=== Material supplied ===

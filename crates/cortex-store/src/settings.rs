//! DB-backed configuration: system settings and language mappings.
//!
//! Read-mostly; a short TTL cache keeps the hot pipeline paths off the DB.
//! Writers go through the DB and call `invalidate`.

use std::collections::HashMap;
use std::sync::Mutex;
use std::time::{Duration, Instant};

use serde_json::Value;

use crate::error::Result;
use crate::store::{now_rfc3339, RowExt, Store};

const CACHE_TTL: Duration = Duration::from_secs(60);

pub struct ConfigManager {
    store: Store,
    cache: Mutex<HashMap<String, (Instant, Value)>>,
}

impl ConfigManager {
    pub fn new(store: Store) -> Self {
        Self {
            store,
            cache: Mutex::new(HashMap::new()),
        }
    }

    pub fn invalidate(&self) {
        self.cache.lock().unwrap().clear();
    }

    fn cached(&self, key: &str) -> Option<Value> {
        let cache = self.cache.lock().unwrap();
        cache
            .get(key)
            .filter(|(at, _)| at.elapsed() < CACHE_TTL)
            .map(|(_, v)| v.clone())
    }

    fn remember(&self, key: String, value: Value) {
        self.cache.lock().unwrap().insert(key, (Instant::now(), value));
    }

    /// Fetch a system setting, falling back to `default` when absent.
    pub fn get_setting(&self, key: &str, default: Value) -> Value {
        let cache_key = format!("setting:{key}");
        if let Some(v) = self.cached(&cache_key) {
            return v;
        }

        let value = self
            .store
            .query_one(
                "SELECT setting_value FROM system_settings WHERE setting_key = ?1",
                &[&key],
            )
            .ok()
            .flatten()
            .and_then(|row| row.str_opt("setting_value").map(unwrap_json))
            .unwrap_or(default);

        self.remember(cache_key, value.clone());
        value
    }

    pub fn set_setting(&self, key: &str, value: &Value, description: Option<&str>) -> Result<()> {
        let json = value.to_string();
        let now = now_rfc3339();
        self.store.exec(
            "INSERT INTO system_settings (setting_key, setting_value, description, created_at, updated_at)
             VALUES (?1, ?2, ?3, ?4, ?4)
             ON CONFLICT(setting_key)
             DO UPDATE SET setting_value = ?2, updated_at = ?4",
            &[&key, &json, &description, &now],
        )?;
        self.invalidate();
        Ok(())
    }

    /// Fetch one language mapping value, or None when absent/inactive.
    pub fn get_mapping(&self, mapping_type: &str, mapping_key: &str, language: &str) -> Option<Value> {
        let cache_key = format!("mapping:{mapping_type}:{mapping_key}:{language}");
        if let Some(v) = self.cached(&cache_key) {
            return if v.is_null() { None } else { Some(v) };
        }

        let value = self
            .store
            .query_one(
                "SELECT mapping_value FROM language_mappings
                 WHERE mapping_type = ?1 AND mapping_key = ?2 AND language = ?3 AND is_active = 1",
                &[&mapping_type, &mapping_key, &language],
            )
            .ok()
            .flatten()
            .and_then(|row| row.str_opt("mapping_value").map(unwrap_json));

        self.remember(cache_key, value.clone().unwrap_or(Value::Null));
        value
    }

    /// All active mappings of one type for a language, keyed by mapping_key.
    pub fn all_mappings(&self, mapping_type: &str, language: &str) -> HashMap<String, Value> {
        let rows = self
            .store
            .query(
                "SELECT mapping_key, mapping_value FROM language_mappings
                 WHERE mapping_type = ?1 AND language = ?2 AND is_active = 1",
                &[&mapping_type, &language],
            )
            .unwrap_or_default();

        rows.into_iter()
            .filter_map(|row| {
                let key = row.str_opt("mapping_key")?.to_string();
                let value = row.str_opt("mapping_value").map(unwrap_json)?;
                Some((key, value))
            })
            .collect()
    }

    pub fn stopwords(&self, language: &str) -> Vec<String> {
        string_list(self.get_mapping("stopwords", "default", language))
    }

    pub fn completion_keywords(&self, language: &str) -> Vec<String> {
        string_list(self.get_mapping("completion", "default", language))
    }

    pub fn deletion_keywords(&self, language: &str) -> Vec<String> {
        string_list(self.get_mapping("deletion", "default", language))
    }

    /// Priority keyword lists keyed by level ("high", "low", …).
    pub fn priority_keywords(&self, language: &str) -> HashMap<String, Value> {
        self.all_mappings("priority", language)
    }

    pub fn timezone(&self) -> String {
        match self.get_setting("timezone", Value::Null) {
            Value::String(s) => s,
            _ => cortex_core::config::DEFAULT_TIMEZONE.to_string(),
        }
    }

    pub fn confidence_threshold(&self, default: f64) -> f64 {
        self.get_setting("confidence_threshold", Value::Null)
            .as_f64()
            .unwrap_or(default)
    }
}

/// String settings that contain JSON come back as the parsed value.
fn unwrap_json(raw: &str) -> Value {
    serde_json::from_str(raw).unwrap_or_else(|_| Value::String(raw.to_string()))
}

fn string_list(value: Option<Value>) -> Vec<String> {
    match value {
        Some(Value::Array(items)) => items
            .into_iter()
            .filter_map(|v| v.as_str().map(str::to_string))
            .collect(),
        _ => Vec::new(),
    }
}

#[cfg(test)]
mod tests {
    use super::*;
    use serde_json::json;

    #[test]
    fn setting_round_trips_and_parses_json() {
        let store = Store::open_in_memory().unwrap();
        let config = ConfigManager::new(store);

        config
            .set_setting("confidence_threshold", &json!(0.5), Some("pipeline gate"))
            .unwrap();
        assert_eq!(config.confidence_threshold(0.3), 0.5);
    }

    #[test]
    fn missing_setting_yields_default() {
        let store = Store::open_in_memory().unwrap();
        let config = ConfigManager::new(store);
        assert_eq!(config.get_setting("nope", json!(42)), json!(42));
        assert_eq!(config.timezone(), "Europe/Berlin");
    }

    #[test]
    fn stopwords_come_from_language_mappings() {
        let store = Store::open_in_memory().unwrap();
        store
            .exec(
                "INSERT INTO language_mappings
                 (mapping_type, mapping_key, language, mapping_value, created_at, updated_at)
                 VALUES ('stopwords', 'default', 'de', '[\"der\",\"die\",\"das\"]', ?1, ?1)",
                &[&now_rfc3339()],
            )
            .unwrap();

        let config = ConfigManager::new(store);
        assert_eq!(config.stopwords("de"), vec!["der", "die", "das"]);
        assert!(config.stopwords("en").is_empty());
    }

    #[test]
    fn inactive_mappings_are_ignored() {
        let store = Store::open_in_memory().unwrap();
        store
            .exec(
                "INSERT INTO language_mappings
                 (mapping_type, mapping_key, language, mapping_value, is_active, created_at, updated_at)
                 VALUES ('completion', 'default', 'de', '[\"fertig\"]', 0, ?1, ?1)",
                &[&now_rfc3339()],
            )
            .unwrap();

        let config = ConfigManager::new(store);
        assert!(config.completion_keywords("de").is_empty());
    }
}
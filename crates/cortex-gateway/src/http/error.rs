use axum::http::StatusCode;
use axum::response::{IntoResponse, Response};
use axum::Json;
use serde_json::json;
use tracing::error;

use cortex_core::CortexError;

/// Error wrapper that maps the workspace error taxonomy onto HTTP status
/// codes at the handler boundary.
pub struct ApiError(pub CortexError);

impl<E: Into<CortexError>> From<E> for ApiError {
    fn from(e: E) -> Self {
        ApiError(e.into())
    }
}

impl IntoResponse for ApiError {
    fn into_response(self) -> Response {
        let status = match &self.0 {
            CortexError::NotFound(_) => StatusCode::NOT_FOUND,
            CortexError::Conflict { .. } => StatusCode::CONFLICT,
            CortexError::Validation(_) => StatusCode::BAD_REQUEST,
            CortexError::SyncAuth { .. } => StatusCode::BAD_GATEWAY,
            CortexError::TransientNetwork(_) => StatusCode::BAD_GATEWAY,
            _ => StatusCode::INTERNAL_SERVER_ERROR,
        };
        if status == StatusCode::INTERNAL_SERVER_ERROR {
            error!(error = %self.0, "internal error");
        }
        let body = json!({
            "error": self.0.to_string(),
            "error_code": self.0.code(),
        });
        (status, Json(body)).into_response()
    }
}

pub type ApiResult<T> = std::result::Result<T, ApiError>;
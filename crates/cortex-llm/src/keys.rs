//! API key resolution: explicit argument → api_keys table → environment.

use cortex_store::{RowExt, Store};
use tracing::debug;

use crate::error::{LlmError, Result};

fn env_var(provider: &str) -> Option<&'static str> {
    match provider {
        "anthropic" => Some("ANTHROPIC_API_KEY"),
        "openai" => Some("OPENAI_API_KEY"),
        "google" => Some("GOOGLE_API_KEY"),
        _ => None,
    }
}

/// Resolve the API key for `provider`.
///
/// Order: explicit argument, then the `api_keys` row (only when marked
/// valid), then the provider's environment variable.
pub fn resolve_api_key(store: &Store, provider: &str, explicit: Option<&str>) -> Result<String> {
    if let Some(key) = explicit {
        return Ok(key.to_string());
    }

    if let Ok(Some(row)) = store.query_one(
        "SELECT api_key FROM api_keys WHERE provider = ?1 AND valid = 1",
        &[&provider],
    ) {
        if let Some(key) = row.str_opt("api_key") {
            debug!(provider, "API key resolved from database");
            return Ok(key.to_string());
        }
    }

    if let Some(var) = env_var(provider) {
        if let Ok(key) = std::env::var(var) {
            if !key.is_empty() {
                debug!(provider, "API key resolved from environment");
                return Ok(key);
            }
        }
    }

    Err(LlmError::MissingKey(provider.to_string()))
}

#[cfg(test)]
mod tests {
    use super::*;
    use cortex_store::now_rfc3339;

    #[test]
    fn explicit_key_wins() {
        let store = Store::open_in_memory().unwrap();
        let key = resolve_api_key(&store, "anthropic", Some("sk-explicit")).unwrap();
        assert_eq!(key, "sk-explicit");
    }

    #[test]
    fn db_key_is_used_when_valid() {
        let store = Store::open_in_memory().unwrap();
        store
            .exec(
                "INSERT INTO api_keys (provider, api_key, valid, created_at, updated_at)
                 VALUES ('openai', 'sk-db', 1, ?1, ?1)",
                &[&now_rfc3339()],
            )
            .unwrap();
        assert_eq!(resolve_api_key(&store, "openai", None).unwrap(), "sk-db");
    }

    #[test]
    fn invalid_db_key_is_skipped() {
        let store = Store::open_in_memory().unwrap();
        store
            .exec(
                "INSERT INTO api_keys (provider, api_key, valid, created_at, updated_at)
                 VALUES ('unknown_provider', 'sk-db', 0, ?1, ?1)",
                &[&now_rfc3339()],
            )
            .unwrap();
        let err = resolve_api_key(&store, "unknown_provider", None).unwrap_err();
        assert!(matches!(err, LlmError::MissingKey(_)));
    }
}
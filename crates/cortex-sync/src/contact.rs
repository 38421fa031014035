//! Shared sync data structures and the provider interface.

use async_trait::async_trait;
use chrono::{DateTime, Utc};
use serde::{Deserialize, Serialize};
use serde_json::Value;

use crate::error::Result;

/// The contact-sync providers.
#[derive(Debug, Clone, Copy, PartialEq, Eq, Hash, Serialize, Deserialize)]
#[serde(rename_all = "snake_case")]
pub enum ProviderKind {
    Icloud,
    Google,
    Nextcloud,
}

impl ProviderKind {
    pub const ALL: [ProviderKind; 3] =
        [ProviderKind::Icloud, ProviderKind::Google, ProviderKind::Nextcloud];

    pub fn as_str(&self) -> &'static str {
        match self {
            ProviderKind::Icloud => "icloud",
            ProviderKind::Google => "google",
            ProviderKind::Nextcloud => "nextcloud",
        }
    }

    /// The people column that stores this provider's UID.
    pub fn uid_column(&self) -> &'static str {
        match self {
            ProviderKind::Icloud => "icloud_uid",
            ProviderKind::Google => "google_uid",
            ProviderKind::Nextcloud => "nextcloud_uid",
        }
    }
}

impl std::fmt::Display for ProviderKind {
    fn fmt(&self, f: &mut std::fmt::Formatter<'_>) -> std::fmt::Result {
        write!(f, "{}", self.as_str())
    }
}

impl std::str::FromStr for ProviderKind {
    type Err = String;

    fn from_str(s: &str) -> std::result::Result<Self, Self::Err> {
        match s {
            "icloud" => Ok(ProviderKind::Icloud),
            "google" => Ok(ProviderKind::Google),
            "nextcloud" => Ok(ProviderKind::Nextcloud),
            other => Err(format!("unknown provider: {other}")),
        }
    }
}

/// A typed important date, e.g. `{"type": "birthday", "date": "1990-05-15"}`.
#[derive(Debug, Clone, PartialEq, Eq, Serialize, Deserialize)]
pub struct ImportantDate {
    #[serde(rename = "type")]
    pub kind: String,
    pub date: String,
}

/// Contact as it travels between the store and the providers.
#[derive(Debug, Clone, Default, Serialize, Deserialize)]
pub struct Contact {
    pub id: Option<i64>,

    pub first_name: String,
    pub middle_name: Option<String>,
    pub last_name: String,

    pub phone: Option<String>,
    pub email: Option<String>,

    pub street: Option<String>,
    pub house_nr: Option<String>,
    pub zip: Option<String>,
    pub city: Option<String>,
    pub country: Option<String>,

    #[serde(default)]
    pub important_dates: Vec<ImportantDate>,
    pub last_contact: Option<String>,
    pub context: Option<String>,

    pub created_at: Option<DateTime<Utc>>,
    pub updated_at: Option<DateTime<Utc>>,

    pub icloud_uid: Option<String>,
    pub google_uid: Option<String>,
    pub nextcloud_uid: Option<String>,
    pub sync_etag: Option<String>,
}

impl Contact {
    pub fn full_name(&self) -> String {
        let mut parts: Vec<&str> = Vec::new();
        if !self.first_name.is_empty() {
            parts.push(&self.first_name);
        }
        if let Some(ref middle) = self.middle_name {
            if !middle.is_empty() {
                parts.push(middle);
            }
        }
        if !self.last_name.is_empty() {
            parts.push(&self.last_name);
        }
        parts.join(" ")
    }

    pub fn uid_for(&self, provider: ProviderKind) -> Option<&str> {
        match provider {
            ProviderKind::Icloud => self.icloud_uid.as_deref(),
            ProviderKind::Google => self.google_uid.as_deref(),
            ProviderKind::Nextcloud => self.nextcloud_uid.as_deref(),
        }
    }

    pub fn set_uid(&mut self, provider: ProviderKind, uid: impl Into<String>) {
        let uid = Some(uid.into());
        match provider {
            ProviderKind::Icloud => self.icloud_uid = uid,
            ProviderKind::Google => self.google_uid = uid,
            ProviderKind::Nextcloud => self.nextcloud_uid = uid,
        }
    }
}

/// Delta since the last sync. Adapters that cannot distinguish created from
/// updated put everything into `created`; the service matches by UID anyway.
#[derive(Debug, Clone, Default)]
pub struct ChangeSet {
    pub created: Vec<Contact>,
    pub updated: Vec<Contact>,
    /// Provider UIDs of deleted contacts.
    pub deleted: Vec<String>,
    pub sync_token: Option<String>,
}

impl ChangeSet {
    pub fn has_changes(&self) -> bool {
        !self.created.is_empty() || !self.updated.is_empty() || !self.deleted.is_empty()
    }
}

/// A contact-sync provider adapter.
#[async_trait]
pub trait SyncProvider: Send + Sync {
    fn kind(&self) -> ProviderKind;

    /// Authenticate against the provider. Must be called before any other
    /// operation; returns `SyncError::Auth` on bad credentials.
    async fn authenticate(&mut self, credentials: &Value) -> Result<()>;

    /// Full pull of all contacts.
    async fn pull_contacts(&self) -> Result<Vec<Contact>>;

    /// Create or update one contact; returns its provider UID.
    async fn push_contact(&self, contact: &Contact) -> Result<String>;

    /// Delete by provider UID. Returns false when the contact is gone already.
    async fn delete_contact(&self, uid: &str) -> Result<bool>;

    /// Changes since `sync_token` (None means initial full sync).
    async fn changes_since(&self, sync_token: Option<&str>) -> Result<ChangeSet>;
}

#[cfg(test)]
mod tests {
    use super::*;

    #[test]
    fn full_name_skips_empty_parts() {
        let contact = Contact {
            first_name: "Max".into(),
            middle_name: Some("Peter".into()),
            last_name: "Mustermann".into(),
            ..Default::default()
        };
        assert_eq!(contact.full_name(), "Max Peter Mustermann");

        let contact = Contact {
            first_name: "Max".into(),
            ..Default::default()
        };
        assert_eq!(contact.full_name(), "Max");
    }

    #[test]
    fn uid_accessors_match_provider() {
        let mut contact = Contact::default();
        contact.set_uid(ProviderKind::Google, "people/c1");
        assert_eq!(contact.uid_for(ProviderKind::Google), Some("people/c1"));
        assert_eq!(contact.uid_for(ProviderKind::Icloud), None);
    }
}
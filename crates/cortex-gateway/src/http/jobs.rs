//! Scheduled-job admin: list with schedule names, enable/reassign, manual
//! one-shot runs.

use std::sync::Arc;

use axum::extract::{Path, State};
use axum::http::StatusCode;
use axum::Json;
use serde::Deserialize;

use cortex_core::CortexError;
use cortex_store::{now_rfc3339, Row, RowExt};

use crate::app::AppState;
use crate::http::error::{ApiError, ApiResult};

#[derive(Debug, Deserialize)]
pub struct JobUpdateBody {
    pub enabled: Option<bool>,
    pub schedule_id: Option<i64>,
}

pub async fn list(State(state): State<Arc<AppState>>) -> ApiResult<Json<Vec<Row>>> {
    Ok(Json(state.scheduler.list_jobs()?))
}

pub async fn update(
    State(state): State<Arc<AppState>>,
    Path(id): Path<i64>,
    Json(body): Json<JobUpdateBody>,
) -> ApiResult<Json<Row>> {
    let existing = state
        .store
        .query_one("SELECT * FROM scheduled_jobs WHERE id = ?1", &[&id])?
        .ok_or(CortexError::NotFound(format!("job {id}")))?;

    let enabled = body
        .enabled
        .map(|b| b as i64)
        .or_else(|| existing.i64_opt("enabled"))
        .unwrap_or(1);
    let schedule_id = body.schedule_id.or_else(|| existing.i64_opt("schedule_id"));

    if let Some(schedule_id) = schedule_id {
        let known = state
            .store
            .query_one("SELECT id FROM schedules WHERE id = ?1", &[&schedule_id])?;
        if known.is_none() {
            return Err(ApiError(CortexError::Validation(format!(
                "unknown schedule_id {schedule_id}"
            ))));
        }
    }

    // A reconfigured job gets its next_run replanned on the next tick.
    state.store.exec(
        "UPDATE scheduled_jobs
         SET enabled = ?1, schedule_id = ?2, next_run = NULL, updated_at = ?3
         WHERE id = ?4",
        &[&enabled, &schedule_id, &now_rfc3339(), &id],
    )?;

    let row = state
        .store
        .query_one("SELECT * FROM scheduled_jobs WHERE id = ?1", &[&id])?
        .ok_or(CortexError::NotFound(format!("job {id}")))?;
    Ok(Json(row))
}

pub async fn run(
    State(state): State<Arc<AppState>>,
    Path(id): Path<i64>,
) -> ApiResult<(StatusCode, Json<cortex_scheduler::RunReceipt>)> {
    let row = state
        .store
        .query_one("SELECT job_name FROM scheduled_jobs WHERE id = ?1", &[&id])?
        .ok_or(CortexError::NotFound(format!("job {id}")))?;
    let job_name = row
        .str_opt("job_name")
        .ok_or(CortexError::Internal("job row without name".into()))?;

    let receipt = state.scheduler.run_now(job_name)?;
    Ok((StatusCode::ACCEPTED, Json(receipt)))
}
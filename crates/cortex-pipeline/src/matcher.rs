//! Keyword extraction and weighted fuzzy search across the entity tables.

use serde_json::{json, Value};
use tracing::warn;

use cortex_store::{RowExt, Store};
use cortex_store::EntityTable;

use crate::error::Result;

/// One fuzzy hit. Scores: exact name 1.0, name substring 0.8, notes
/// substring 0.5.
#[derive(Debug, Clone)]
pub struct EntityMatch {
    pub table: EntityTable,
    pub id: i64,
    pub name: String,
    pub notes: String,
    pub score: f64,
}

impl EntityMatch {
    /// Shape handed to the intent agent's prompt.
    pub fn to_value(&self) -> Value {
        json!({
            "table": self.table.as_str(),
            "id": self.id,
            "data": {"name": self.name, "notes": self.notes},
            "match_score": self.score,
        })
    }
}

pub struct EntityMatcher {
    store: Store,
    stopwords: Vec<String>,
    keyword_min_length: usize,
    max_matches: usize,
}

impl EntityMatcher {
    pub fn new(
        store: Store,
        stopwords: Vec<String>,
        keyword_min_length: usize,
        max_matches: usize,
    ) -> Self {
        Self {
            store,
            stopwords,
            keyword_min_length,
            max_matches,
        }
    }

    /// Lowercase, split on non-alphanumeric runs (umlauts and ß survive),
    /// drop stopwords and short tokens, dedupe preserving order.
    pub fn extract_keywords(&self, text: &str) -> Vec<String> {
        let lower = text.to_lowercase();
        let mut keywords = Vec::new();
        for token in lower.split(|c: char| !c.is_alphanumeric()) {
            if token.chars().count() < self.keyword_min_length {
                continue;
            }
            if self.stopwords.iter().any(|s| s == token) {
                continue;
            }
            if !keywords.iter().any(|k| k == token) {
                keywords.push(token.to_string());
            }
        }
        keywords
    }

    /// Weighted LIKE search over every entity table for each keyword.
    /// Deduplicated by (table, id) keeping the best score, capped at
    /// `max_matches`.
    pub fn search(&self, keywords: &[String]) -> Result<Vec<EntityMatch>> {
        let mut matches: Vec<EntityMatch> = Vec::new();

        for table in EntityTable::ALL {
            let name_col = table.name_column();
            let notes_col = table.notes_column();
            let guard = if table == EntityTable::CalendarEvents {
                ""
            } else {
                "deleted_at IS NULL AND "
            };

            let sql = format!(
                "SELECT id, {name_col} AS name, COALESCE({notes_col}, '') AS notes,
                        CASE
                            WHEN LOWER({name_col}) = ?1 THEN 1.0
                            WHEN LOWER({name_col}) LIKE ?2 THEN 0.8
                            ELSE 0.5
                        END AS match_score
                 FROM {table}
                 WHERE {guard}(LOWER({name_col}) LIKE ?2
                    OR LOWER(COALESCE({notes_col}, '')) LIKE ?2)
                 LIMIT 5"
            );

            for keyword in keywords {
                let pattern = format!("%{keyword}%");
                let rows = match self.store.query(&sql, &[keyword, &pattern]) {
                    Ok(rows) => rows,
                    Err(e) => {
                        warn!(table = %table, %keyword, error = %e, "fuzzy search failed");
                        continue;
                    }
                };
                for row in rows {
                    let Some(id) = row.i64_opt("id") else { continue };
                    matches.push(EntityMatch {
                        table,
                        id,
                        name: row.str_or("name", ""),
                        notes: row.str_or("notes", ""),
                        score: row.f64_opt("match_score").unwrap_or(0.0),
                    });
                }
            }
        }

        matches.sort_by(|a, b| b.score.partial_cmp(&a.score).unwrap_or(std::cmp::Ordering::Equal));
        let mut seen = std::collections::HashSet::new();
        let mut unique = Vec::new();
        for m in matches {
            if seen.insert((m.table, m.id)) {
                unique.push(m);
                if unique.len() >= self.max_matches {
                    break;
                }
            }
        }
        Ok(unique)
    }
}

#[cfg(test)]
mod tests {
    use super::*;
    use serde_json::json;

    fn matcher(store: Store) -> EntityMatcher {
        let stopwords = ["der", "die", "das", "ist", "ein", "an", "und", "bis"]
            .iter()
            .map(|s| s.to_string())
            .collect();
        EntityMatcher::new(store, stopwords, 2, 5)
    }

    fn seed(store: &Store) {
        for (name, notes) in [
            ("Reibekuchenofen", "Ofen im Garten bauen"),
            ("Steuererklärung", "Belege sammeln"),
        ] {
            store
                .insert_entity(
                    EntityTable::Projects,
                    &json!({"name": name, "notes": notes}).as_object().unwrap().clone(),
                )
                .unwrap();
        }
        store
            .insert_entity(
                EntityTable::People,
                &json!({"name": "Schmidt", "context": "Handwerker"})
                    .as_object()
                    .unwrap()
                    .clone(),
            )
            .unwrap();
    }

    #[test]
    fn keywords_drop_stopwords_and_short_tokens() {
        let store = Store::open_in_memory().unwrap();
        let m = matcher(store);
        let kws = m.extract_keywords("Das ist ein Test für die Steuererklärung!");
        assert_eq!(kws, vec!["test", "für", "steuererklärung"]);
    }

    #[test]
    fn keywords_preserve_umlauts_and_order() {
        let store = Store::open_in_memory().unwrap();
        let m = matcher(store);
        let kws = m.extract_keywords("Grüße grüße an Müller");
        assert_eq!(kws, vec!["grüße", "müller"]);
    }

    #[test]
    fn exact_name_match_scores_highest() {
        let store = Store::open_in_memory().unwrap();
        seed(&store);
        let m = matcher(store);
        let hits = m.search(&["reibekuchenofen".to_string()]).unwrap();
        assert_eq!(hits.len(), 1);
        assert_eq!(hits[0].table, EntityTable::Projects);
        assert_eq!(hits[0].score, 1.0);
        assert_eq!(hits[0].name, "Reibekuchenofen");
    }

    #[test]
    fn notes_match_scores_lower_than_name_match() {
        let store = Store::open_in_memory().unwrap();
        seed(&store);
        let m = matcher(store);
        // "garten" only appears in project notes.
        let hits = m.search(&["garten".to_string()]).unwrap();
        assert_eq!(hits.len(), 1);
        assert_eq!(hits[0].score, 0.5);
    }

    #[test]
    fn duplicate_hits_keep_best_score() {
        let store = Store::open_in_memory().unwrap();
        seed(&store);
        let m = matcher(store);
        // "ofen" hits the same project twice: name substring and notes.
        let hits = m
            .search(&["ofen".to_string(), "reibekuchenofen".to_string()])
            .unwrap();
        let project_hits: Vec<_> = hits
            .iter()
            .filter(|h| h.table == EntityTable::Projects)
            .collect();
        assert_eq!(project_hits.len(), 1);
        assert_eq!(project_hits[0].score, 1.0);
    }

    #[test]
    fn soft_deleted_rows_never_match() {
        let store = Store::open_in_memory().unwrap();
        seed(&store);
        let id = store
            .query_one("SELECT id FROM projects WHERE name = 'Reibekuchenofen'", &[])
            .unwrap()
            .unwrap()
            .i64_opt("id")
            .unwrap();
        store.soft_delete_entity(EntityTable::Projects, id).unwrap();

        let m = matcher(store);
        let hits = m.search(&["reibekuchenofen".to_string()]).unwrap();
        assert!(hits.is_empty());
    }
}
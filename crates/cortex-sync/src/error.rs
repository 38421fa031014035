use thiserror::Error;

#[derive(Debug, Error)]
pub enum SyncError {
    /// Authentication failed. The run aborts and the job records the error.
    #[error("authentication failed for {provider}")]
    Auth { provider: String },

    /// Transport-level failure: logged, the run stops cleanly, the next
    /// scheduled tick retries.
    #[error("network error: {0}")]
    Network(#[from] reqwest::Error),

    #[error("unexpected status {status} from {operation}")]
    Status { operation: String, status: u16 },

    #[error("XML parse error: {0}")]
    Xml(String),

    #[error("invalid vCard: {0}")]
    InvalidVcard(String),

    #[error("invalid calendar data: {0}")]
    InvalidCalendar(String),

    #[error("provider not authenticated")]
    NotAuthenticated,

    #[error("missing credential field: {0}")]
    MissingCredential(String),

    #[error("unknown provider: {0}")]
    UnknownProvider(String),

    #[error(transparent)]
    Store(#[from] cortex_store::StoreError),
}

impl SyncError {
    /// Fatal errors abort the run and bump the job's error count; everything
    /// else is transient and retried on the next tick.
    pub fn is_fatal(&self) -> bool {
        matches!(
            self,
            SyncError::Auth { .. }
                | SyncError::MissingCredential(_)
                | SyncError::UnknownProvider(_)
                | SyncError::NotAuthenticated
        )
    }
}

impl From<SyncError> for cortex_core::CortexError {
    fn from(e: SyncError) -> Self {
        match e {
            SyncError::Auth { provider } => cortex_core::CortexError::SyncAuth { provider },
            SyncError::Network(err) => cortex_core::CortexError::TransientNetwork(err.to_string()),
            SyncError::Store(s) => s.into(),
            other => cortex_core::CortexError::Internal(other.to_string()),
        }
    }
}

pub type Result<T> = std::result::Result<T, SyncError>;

===

What you are asked to do: Search the data above for the string "resolved" and return every line that has it.

Reply to the task:
            debug!(provider, "API key resolved from database");
                debug!(provider, "API key resolved from environment");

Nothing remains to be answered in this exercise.